Requirement = Without changing a single character, write out every record below.
Data supplied Block Start
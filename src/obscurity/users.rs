//! User records and the stores that own them.
//!
//! Handlers only talk to [`UserStore`]; password hashes never leave the store.

use anyhow::{anyhow, Context, Result};
use argon2::{
    password_hash::{PasswordHash, PasswordHasher, PasswordVerifier, SaltString},
    Argon2,
};
use async_trait::async_trait;
use rand::rngs::OsRng;
use secrecy::{ExposeSecret, SecretString};
use sqlx::{Connection, PgPool, Row};
use std::collections::HashMap;
use tokio::sync::RwLock;
use tracing::Instrument;
use uuid::Uuid;

#[derive(Clone, Debug, PartialEq, Eq)]
pub struct User {
    pub id: Uuid,
    pub email: String,
}

/// Result of trying to insert a new user.
#[derive(Debug)]
pub enum CreateOutcome {
    Created(User),
    /// The email is already registered (unique constraint).
    Conflict,
}

#[async_trait]
pub trait UserStore: Send + Sync {
    async fn get_user_by_email(&self, email: &str) -> Result<Option<User>>;

    async fn get_user_by_id(&self, id: Uuid) -> Result<Option<User>>;

    /// Hash `password` and insert a new user. Must be atomic with respect to
    /// concurrent registrations of the same email.
    async fn create_user(&self, email: &str, password: &SecretString) -> Result<CreateOutcome>;

    /// Return the user when `password` matches the stored hash.
    async fn verify_login(&self, email: &str, password: &SecretString) -> Result<Option<User>>;

    /// Cheap liveness probe for `/health`.
    async fn ping(&self) -> Result<()>;
}

/// Hash a password into a PHC string (Argon2id, random salt).
///
/// Runs on the blocking pool; Argon2 is deliberately slow.
pub async fn hash_password(password: &SecretString) -> Result<String> {
    let password = password.clone();
    tokio::task::spawn_blocking(move || {
        let salt = SaltString::generate(&mut OsRng);
        Argon2::default()
            .hash_password(password.expose_secret().as_bytes(), &salt)
            .map(|hash| hash.to_string())
            .map_err(|_| anyhow!("failed to hash password"))
    })
    .await
    .context("password hashing task failed")?
}

pub async fn verify_password(password: &SecretString, stored_hash: &str) -> Result<bool> {
    let password = password.clone();
    let stored_hash = stored_hash.to_string();
    tokio::task::spawn_blocking(move || {
        let parsed =
            PasswordHash::new(&stored_hash).map_err(|_| anyhow!("invalid stored password hash"))?;
        Ok(Argon2::default()
            .verify_password(password.expose_secret().as_bytes(), &parsed)
            .is_ok())
    })
    .await
    .context("password verification task failed")?
}

pub(crate) fn is_unique_violation(err: &sqlx::Error) -> bool {
    match err {
        sqlx::Error::Database(db_err) => db_err.code().is_some_and(|code| code.as_ref() == "23505"),
        _ => false,
    }
}

#[derive(Clone, Debug)]
pub struct PgUserStore {
    pool: PgPool,
}

impl PgUserStore {
    #[must_use]
    pub fn new(pool: PgPool) -> Self {
        Self { pool }
    }
}

#[async_trait]
impl UserStore for PgUserStore {
    async fn get_user_by_email(&self, email: &str) -> Result<Option<User>> {
        let query = "SELECT id, email FROM users WHERE email = $1";
        let span = tracing::info_span!(
            "db.query",
            db.system = "postgresql",
            db.operation = "SELECT",
            db.statement = query
        );
        let row = sqlx::query(query)
            .bind(email)
            .fetch_optional(&self.pool)
            .instrument(span)
            .await
            .context("failed to lookup user by email")?;

        Ok(row.map(|row| User {
            id: row.get("id"),
            email: row.get("email"),
        }))
    }

    async fn get_user_by_id(&self, id: Uuid) -> Result<Option<User>> {
        let query = "SELECT id, email FROM users WHERE id = $1";
        let span = tracing::info_span!(
            "db.query",
            db.system = "postgresql",
            db.operation = "SELECT",
            db.statement = query
        );
        let row = sqlx::query(query)
            .bind(id)
            .fetch_optional(&self.pool)
            .instrument(span)
            .await
            .context("failed to lookup user by id")?;

        Ok(row.map(|row| User {
            id: row.get("id"),
            email: row.get("email"),
        }))
    }

    async fn create_user(&self, email: &str, password: &SecretString) -> Result<CreateOutcome> {
        let password_hash = hash_password(password).await?;
        let id = Uuid::new_v4();

        let query = r"
            INSERT INTO users (id, email, password_hash)
            VALUES ($1, $2, $3)
        ";
        let span = tracing::info_span!(
            "db.query",
            db.system = "postgresql",
            db.operation = "INSERT",
            db.statement = query
        );
        let result = sqlx::query(query)
            .bind(id)
            .bind(email)
            .bind(password_hash)
            .execute(&self.pool)
            .instrument(span)
            .await;

        match result {
            Ok(_) => Ok(CreateOutcome::Created(User {
                id,
                email: email.to_string(),
            })),
            Err(err) if is_unique_violation(&err) => Ok(CreateOutcome::Conflict),
            Err(err) => Err(err).context("failed to insert user"),
        }
    }

    async fn verify_login(&self, email: &str, password: &SecretString) -> Result<Option<User>> {
        let query = "SELECT id, email, password_hash FROM users WHERE email = $1";
        let span = tracing::info_span!(
            "db.query",
            db.system = "postgresql",
            db.operation = "SELECT",
            db.statement = query
        );
        let row = sqlx::query(query)
            .bind(email)
            .fetch_optional(&self.pool)
            .instrument(span)
            .await
            .context("failed to lookup login record")?;

        let Some(row) = row else {
            return Ok(None);
        };

        let stored_hash: String = row.get("password_hash");
        if verify_password(password, &stored_hash).await? {
            Ok(Some(User {
                id: row.get("id"),
                email: row.get("email"),
            }))
        } else {
            Ok(None)
        }
    }

    async fn ping(&self) -> Result<()> {
        let acquire_span = tracing::info_span!(
            "db.acquire",
            db.system = "postgresql",
            db.operation = "ACQUIRE"
        );
        let mut conn = self
            .pool
            .acquire()
            .instrument(acquire_span)
            .await
            .context("failed to acquire database connection")?;

        let ping_span =
            tracing::info_span!("db.ping", db.system = "postgresql", db.operation = "PING");
        conn.ping()
            .instrument(ping_span)
            .await
            .context("failed to ping database")
    }
}

struct StoredUser {
    user: User,
    password_hash: String,
}

/// Process-local user store, keyed by email.
#[derive(Default)]
pub struct MemoryUserStore {
    users: RwLock<HashMap<String, StoredUser>>,
}

impl MemoryUserStore {
    #[must_use]
    pub fn new() -> Self {
        Self::default()
    }

    pub async fn len(&self) -> usize {
        self.users.read().await.len()
    }

    pub async fn is_empty(&self) -> bool {
        self.users.read().await.is_empty()
    }
}

#[async_trait]
impl UserStore for MemoryUserStore {
    async fn get_user_by_email(&self, email: &str) -> Result<Option<User>> {
        Ok(self
            .users
            .read()
            .await
            .get(email)
            .map(|stored| stored.user.clone()))
    }

    async fn get_user_by_id(&self, id: Uuid) -> Result<Option<User>> {
        Ok(self
            .users
            .read()
            .await
            .values()
            .find(|stored| stored.user.id == id)
            .map(|stored| stored.user.clone()))
    }

    async fn create_user(&self, email: &str, password: &SecretString) -> Result<CreateOutcome> {
        // Hash before taking the write lock; the insert itself re-checks.
        let password_hash = hash_password(password).await?;

        let mut users = self.users.write().await;
        if users.contains_key(email) {
            return Ok(CreateOutcome::Conflict);
        }

        let user = User {
            id: Uuid::new_v4(),
            email: email.to_string(),
        };
        users.insert(
            email.to_string(),
            StoredUser {
                user: user.clone(),
                password_hash,
            },
        );

        Ok(CreateOutcome::Created(user))
    }

    async fn verify_login(&self, email: &str, password: &SecretString) -> Result<Option<User>> {
        let record = self
            .users
            .read()
            .await
            .get(email)
            .map(|stored| (stored.user.clone(), stored.password_hash.clone()));

        let Some((user, stored_hash)) = record else {
            return Ok(None);
        };

        if verify_password(password, &stored_hash).await? {
            Ok(Some(user))
        } else {
            Ok(None)
        }
    }

    async fn ping(&self) -> Result<()> {
        Ok(())
    }
}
Data supplied Block End
Your response =
filename src/obscurity/users.rs
//! User records and the stores that own them.
//!
//! Handlers only talk to [`UserStore`]; password hashes never leave the store.

use anyhow::{anyhow, Context, Result};
use argon2::{
    password_hash::{PasswordHash, PasswordHasher, PasswordVerifier, SaltString},
    Argon2,
};
use async_trait::async_trait;
use rand::rngs::OsRng;
use secrecy::{ExposeSecret, SecretString};
use sqlx::{Connection, PgPool, Row};
use std::collections::HashMap;
use tokio::sync::RwLock;
use tracing::Instrument;
use uuid::Uuid;

#[derive(Clone, Debug, PartialEq, Eq)]
pub struct User {
    pub id: Uuid,
    pub email: String,
}

/// Result of trying to insert a new user.
#[derive(Debug)]
pub enum CreateOutcome {
    Created(User),
    /// The email is already registered (unique constraint).
    Conflict,
}

#[async_trait]
pub trait UserStore: Send + Sync {
    async fn get_user_by_email(&self, email: &str) -> Result<Option<User>>;

    async fn get_user_by_id(&self, id: Uuid) -> Result<Option<User>>;

    /// Hash `password` and insert a new user. Must be atomic with respect to
    /// concurrent registrations of the same email.
    async fn create_user(&self, email: &str, password: &SecretString) -> Result<CreateOutcome>;

    /// Return the user when `password` matches the stored hash.
    async fn verify_login(&self, email: &str, password: &SecretString) -> Result<Option<User>>;

    /// Cheap liveness probe for `/health`.
    async fn ping(&self) -> Result<()>;
}

/// Hash a password into a PHC string (Argon2id, random salt).
///
/// Runs on the blocking pool; Argon2 is deliberately slow.
pub async fn hash_password(password: &SecretString) -> Result<String> {
    let password = password.clone();
    tokio::task::spawn_blocking(move || {
        let salt = SaltString::generate(&mut OsRng);
        Argon2::default()
            .hash_password(password.expose_secret().as_bytes(), &salt)
            .map(|hash| hash.to_string())
            .map_err(|_| anyhow!("failed to hash password"))
    })
    .await
    .context("password hashing task failed")?
}

pub async fn verify_password(password: &SecretString, stored_hash: &str) -> Result<bool> {
    let password = password.clone();
    let stored_hash = stored_hash.to_string();
    tokio::task::spawn_blocking(move || {
        let parsed =
            PasswordHash::new(&stored_hash).map_err(|_| anyhow!("invalid stored password hash"))?;
        Ok(Argon2::default()
            .verify_password(password.expose_secret().as_bytes(), &parsed)
            .is_ok())
    })
    .await
    .context("password verification task failed")?
}

pub(crate) fn is_unique_violation(err: &sqlx::Error) -> bool {
    match err {
        sqlx::Error::Database(db_err) => db_err.code().is_some_and(|code| code.as_ref() == "23505"),
        _ => false,
    }
}

#[derive(Clone, Debug)]
pub struct PgUserStore {
    pool: PgPool,
}

impl PgUserStore {
    #[must_use]
    pub fn new(pool: PgPool) -> Self {
        Self { pool }
    }
}

#[async_trait]
impl UserStore for PgUserStore {
    async fn get_user_by_email(&self, email: &str) -> Result<Option<User>> {
        let query = "SELECT id, email FROM users WHERE email = $1";
        let span = tracing::info_span!(
            "db.query",
            db.system = "postgresql",
            db.operation = "SELECT",
            db.statement = query
        );
        let row = sqlx::query(query)
            .bind(email)
            .fetch_optional(&self.pool)
            .instrument(span)
            .await
            .context("failed to lookup user by email")?;

        Ok(row.map(|row| User {
            id: row.get("id"),
            email: row.get("email"),
        }))
    }

    async fn get_user_by_id(&self, id: Uuid) -> Result<Option<User>> {
        let query = "SELECT id, email FROM users WHERE id = $1";
        let span = tracing::info_span!(
            "db.query",
            db.system = "postgresql",
            db.operation = "SELECT",
            db.statement = query
        );
        let row = sqlx::query(query)
            .bind(id)
            .fetch_optional(&self.pool)
            .instrument(span)
            .await
            .context("failed to lookup user by id")?;

        Ok(row.map(|row| User {
            id: row.get("id"),
            email: row.get("email"),
        }))
    }

    async fn create_user(&self, email: &str, password: &SecretString) -> Result<CreateOutcome> {
        let password_hash = hash_password(password).await?;
        let id = Uuid::new_v4();

        let query = r"
            INSERT INTO users (id, email, password_hash)
            VALUES ($1, $2, $3)
        ";
        let span = tracing::info_span!(
            "db.query",
            db.system = "postgresql",
            db.operation = "INSERT",
            db.statement = query
        );
        let result = sqlx::query(query)
            .bind(id)
            .bind(email)
            .bind(password_hash)
            .execute(&self.pool)
            .instrument(span)
            .await;

        match result {
            Ok(_) => Ok(CreateOutcome::Created(User {
                id,
                email: email.to_string(),
            })),
            Err(err) if is_unique_violation(&err) => Ok(CreateOutcome::Conflict),
            Err(err) => Err(err).context("failed to insert user"),
        }
    }

    async fn verify_login(&self, email: &str, password: &SecretString) -> Result<Option<User>> {
        let query = "SELECT id, email, password_hash FROM users WHERE email = $1";
        let span = tracing::info_span!(
            "db.query",
            db.system = "postgresql",
            db.operation = "SELECT",
            db.statement = query
        );
        let row = sqlx::query(query)
            .bind(email)
            .fetch_optional(&self.pool)
            .instrument(span)
            .await
            .context("failed to lookup login record")?;

        let Some(row) = row else {
            return Ok(None);
        };

        let stored_hash: String = row.get("password_hash");
        if verify_password(password, &stored_hash).await? {
            Ok(Some(User {
                id: row.get("id"),
                email: row.get("email"),
            }))
        } else {
            Ok(None)
        }
    }

    async fn ping(&self) -> Result<()> {
        let acquire_span = tracing::info_span!(
            "db.acquire",
            db.system = "postgresql",
            db.operation = "ACQUIRE"
        );
        let mut conn = self
            .pool
            .acquire()
            .instrument(acquire_span)
            .await
            .context("failed to acquire database connection")?;

        let ping_span =
            tracing::info_span!("db.ping", db.system = "postgresql", db.operation = "PING");
        conn.ping()
            .instrument(ping_span)
            .await
            .context("failed to ping database")
    }
}

struct StoredUser {
    user: User,
    password_hash: String,
}

/// Process-local user store, keyed by email.
#[derive(Default)]
pub struct MemoryUserStore {
    users: RwLock<HashMap<String, StoredUser>>,
}

impl MemoryUserStore {
    #[must_use]
    pub fn new() -> Self {
        Self::default()
    }

    pub async fn len(&self) -> usize {
        self.users.read().await.len()
    }

    pub async fn is_empty(&self) -> bool {
        self.users.read().await.is_empty()
    }
}

#[async_trait]
impl UserStore for MemoryUserStore {
    async fn get_user_by_email(&self, email: &str) -> Result<Option<User>> {
        Ok(self
            .users
            .read()
            .await
            .get(email)
            .map(|stored| stored.user.clone()))
    }

    async fn get_user_by_id(&self, id: Uuid) -> Result<Option<User>> {
        Ok(self
            .users
            .read()
            .await
            .values()
            .find(|stored| stored.user.id == id)
            .map(|stored| stored.user.clone()))
    }

    async fn create_user(&self, email: &str, password: &SecretString) -> Result<CreateOutcome> {
        // Hash before taking the write lock; the insert itself re-checks.
        let password_hash = hash_password(password).await?;

        let mut users = self.users.write().await;
        if users.contains_key(email) {
            return Ok(CreateOutcome::Conflict);
        }

        let user = User {
            id: Uuid::new_v4(),
            email: email.to_string(),
        };
        users.insert(
            email.to_string(),
            StoredUser {
                user: user.clone(),
                password_hash,
            },
        );

        Ok(CreateOutcome::Created(user))
    }

    async fn verify_login(&self, email: &str, password: &SecretString) -> Result<Option<User>> {
        let record = self
            .users
            .read()
            .await
            .get(email)
            .map(|stored| (stored.user.clone(), stored.password_hash.clone()));

        let Some((user, stored_hash)) = record else {
            return Ok(None);
        };

        if verify_password(password, &stored_hash).await? {
            Ok(Some(user))
        } else {
            Ok(None)
        }
    }

    async fn ping(&self) -> Result<()> {
        Ok(())
    }
}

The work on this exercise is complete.